TASK GOAL:
Would you print the material exactly, starting at its first line and ending at the line holding "fn sub(self, rhs: Point2d)"?

· · · · · · ·

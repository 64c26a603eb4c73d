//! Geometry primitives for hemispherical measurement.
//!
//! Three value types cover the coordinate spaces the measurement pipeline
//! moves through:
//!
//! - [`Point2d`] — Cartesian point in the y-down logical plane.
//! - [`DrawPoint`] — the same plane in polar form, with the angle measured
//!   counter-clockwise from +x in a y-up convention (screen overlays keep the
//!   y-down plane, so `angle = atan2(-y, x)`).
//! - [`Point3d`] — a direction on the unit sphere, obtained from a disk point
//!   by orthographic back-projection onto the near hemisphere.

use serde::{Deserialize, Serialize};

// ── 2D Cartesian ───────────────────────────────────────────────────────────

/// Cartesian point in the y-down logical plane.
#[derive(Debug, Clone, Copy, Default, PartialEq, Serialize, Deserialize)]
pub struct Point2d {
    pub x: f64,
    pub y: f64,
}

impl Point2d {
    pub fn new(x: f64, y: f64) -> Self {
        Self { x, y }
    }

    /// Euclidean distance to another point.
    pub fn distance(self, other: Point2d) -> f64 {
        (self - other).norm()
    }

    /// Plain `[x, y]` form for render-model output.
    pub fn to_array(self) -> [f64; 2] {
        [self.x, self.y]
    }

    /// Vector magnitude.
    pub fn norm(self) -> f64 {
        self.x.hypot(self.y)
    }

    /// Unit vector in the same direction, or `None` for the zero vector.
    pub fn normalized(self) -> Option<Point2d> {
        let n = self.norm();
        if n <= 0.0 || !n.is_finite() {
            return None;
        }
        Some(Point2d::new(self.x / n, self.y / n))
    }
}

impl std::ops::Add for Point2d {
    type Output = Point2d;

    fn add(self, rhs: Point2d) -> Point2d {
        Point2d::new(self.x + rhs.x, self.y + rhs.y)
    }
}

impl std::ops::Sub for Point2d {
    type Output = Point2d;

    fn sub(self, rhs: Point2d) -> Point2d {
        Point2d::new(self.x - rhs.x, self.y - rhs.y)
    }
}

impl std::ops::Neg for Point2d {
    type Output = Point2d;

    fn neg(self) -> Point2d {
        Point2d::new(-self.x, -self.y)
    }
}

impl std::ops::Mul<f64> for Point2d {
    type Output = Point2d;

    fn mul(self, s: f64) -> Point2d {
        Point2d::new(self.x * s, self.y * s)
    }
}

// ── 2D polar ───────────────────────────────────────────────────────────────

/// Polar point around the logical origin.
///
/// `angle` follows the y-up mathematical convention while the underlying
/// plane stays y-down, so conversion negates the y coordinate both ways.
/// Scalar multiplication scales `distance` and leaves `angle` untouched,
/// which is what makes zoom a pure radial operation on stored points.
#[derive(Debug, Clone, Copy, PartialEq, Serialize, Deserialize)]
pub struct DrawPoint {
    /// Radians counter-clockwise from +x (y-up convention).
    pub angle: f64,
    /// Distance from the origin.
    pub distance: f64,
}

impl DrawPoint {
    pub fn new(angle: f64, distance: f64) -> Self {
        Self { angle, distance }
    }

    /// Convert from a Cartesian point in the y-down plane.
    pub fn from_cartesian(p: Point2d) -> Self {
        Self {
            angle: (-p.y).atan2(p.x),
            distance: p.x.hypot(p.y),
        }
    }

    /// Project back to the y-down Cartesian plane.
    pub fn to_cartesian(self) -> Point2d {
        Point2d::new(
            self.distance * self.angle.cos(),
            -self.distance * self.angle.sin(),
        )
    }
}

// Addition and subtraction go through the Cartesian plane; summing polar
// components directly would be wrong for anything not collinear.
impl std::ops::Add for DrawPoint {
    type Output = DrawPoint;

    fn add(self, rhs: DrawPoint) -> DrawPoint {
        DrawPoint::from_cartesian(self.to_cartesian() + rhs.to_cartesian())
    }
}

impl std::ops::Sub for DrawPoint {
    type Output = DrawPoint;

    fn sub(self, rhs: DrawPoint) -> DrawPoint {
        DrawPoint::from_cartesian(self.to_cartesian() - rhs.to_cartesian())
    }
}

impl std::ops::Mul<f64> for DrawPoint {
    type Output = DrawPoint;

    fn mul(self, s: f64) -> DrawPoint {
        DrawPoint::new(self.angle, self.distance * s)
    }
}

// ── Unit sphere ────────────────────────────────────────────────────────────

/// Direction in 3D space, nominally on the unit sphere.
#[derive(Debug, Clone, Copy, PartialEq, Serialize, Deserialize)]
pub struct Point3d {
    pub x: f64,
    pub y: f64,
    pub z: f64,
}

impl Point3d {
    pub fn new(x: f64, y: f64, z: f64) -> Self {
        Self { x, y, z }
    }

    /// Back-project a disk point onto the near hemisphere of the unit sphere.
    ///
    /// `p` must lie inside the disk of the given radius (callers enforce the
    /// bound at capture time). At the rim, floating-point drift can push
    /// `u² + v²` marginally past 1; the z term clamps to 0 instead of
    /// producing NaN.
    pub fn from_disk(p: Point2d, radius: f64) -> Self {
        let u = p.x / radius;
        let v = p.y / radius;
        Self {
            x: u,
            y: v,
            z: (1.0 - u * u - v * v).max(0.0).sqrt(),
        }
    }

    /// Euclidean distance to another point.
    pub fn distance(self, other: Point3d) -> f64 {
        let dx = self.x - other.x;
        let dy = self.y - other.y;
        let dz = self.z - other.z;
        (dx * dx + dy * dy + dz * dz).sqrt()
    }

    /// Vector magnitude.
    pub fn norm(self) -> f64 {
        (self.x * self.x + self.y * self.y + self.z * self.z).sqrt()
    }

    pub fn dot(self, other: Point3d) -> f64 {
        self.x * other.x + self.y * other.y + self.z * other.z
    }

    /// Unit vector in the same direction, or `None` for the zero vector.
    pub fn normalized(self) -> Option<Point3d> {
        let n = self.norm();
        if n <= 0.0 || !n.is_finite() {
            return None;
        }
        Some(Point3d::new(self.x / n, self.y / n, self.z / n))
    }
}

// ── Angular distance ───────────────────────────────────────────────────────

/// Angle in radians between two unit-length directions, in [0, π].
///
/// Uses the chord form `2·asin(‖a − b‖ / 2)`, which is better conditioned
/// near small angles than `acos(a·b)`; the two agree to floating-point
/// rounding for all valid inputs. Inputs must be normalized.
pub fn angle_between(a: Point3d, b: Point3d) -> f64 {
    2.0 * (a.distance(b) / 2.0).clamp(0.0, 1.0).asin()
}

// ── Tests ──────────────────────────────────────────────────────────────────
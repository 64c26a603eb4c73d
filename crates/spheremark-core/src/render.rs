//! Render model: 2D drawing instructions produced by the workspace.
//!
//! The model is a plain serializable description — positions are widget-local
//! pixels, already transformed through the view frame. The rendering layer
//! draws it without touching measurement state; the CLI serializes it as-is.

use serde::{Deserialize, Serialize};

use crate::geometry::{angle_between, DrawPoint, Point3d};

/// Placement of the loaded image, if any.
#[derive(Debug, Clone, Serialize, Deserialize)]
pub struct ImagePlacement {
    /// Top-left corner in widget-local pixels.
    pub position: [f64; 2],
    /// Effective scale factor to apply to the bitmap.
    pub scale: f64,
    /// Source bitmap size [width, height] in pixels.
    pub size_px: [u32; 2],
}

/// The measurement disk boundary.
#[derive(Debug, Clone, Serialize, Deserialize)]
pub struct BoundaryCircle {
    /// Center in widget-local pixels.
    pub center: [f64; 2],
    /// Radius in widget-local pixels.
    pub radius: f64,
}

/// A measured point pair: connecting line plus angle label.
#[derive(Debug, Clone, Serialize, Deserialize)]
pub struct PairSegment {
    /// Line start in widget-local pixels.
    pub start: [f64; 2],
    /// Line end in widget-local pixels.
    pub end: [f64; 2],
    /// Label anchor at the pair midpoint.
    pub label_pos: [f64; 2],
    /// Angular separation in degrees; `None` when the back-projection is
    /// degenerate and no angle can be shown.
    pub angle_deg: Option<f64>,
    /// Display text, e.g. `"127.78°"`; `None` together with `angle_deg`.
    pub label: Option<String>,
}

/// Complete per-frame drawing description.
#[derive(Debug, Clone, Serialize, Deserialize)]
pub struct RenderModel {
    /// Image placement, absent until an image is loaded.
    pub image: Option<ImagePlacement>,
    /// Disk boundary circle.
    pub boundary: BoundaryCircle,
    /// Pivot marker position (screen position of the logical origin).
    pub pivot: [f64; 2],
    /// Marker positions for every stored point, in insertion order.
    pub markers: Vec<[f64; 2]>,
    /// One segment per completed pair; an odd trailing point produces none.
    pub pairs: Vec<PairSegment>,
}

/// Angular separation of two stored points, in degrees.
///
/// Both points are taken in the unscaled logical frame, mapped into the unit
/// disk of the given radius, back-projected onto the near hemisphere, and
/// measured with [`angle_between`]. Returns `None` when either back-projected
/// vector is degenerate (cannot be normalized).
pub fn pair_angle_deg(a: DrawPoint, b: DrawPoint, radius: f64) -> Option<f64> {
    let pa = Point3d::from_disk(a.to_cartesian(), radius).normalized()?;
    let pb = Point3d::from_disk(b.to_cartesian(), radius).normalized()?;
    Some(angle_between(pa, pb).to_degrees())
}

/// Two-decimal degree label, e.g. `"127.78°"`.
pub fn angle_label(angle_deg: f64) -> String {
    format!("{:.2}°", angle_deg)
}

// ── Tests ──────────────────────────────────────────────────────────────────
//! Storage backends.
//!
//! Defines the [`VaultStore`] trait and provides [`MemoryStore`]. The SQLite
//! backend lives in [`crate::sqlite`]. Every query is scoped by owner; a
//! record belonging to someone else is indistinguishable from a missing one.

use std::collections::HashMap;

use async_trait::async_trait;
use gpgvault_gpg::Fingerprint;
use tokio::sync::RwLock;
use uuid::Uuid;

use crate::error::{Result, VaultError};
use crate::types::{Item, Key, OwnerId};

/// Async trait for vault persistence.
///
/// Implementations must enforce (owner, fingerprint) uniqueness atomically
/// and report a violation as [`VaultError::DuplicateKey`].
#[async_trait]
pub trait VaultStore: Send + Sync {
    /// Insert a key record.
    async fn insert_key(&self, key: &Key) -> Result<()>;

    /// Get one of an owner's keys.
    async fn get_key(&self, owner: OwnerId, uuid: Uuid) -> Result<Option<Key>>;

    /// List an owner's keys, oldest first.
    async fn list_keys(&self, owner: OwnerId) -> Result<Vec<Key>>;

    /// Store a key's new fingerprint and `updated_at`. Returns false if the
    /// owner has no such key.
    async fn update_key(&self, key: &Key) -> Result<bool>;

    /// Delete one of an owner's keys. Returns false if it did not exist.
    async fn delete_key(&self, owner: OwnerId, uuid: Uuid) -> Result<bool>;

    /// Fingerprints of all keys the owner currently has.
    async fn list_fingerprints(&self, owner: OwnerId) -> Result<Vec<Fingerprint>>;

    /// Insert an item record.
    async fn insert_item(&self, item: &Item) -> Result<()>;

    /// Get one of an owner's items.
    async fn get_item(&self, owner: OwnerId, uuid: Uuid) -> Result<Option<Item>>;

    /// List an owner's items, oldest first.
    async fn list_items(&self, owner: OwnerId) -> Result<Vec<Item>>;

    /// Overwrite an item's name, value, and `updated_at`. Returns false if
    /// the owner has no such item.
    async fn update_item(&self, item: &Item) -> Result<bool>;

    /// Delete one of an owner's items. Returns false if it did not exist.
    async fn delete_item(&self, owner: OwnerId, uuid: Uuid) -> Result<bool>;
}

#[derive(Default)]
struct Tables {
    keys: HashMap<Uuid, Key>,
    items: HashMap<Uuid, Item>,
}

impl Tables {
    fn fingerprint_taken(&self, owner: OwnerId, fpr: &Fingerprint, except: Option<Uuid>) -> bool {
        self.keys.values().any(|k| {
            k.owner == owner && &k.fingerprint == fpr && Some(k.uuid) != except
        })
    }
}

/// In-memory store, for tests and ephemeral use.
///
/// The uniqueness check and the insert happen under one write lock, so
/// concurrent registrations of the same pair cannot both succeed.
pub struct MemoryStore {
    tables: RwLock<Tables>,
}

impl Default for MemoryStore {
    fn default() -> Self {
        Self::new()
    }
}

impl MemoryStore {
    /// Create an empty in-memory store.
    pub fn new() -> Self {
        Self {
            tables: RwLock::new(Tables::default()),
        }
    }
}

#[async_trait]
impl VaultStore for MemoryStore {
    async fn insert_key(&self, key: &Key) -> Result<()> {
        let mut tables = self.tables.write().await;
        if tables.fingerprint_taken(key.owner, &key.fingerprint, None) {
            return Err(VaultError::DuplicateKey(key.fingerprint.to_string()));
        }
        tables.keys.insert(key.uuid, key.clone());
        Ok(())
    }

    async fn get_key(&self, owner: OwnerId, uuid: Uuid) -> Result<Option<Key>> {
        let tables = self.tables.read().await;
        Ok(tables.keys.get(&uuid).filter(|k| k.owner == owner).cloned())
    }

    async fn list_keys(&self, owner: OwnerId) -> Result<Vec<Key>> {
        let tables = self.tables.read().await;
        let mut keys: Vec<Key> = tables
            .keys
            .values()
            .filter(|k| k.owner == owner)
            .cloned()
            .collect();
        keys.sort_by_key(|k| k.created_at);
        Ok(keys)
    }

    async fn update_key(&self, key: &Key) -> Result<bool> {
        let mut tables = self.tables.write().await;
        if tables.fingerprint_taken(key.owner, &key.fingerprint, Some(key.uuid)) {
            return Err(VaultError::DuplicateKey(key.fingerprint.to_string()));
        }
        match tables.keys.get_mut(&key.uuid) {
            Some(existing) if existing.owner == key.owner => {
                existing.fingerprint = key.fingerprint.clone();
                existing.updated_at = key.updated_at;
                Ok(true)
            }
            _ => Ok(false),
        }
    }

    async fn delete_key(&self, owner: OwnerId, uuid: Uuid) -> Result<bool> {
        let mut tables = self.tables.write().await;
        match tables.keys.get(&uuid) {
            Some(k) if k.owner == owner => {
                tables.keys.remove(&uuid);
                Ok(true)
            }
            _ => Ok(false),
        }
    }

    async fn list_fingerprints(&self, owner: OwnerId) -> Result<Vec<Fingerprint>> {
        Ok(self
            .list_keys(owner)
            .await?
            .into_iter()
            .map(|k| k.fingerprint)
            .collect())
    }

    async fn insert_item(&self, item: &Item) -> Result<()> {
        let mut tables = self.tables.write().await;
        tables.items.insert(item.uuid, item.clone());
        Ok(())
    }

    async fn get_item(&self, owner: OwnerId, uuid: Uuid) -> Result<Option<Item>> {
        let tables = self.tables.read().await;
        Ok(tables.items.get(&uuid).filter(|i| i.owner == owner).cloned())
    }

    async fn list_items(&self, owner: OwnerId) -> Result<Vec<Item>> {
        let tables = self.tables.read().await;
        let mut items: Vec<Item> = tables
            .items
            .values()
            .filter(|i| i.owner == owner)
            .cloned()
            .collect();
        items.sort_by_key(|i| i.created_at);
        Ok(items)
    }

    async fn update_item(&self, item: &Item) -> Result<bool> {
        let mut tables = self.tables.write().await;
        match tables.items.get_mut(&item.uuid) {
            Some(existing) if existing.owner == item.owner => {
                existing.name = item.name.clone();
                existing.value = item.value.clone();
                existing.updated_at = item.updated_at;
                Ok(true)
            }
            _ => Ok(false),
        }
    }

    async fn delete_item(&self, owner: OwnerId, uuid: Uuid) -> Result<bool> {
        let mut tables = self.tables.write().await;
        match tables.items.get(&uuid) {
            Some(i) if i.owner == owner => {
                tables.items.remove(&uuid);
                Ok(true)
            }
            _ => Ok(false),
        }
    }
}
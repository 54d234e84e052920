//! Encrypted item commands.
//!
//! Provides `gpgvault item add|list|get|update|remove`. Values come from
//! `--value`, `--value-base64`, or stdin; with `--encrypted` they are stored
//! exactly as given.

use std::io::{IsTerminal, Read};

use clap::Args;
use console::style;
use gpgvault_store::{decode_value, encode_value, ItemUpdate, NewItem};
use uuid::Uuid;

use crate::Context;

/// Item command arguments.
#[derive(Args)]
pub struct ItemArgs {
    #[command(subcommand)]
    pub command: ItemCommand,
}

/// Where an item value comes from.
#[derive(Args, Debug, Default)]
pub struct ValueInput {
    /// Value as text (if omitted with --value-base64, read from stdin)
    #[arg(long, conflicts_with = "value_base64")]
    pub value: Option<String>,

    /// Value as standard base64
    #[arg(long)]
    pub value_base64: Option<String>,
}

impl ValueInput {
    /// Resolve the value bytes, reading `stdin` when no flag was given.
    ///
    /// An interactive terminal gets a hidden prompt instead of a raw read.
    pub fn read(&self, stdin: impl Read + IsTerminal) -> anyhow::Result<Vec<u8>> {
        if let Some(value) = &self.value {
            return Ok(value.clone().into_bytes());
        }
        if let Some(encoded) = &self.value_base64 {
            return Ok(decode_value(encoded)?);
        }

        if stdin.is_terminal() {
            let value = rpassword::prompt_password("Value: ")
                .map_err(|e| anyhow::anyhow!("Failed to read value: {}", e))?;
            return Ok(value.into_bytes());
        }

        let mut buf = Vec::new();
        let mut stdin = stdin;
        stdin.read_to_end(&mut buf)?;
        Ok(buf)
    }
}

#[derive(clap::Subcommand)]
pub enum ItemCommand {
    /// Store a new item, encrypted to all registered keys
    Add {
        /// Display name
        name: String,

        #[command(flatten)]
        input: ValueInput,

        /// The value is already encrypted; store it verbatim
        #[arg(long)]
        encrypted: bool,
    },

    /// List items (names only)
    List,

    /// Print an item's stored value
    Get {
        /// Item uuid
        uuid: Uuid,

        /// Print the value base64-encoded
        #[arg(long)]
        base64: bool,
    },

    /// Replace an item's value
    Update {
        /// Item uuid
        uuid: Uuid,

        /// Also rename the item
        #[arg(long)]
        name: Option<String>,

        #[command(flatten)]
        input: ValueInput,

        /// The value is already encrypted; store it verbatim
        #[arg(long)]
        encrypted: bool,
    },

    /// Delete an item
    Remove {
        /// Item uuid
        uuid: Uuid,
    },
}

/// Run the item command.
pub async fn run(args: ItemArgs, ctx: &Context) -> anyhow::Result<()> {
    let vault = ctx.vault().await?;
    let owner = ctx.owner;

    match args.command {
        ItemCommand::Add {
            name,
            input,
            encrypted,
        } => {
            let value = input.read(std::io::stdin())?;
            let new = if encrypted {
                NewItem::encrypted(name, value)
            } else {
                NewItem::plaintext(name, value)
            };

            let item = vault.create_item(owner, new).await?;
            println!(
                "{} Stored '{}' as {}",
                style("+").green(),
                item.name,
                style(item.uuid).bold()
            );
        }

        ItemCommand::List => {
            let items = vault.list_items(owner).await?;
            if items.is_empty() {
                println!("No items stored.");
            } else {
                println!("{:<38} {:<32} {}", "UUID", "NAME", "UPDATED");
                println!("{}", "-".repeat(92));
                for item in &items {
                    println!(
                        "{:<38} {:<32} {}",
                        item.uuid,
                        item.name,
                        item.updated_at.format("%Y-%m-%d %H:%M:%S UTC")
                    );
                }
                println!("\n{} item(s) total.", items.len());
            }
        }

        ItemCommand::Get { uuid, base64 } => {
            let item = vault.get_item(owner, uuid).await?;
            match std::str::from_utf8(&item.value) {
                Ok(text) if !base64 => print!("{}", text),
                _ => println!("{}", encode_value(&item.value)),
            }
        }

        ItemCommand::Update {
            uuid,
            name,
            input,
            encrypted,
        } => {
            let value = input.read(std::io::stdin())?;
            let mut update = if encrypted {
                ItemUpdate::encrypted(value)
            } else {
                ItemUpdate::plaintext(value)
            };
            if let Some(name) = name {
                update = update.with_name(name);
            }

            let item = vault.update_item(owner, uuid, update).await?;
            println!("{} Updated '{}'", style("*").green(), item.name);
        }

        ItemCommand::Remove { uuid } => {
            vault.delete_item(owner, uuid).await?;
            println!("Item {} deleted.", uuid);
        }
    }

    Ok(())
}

· · · · · · ·

SOLUTION FOR THIS EXERCISE:
repository 64c26a603eb4c73d
//! Geometry primitives for hemispherical measurement.
//!
//! Three value types cover the coordinate spaces the measurement pipeline
//! moves through:
//!
//! - [`Point2d`] — Cartesian point in the y-down logical plane.
//! - [`DrawPoint`] — the same plane in polar form, with the angle measured
//!   counter-clockwise from +x in a y-up convention (screen overlays keep the
//!   y-down plane, so `angle = atan2(-y, x)`).
//! - [`Point3d`] — a direction on the unit sphere, obtained from a disk point
//!   by orthographic back-projection onto the near hemisphere.

use serde::{Deserialize, Serialize};

// ── 2D Cartesian ───────────────────────────────────────────────────────────

/// Cartesian point in the y-down logical plane.
#[derive(Debug, Clone, Copy, Default, PartialEq, Serialize, Deserialize)]
pub struct Point2d {
    pub x: f64,
    pub y: f64,
}

impl Point2d {
    pub fn new(x: f64, y: f64) -> Self {
        Self { x, y }
    }

    /// Euclidean distance to another point.
    pub fn distance(self, other: Point2d) -> f64 {
        (self - other).norm()
    }

    /// Plain `[x, y]` form for render-model output.
    pub fn to_array(self) -> [f64; 2] {
        [self.x, self.y]
    }

    /// Vector magnitude.
    pub fn norm(self) -> f64 {
        self.x.hypot(self.y)
    }

    /// Unit vector in the same direction, or `None` for the zero vector.
    pub fn normalized(self) -> Option<Point2d> {
        let n = self.norm();
        if n <= 0.0 || !n.is_finite() {
            return None;
        }
        Some(Point2d::new(self.x / n, self.y / n))
    }
}

impl std::ops::Add for Point2d {
    type Output = Point2d;

    fn add(self, rhs: Point2d) -> Point2d {
        Point2d::new(self.x + rhs.x, self.y + rhs.y)
    }
}

impl std::ops::Sub for Point2d {
    type Output = Point2d;

    fn sub(self, rhs: Point2d) -> Point2d {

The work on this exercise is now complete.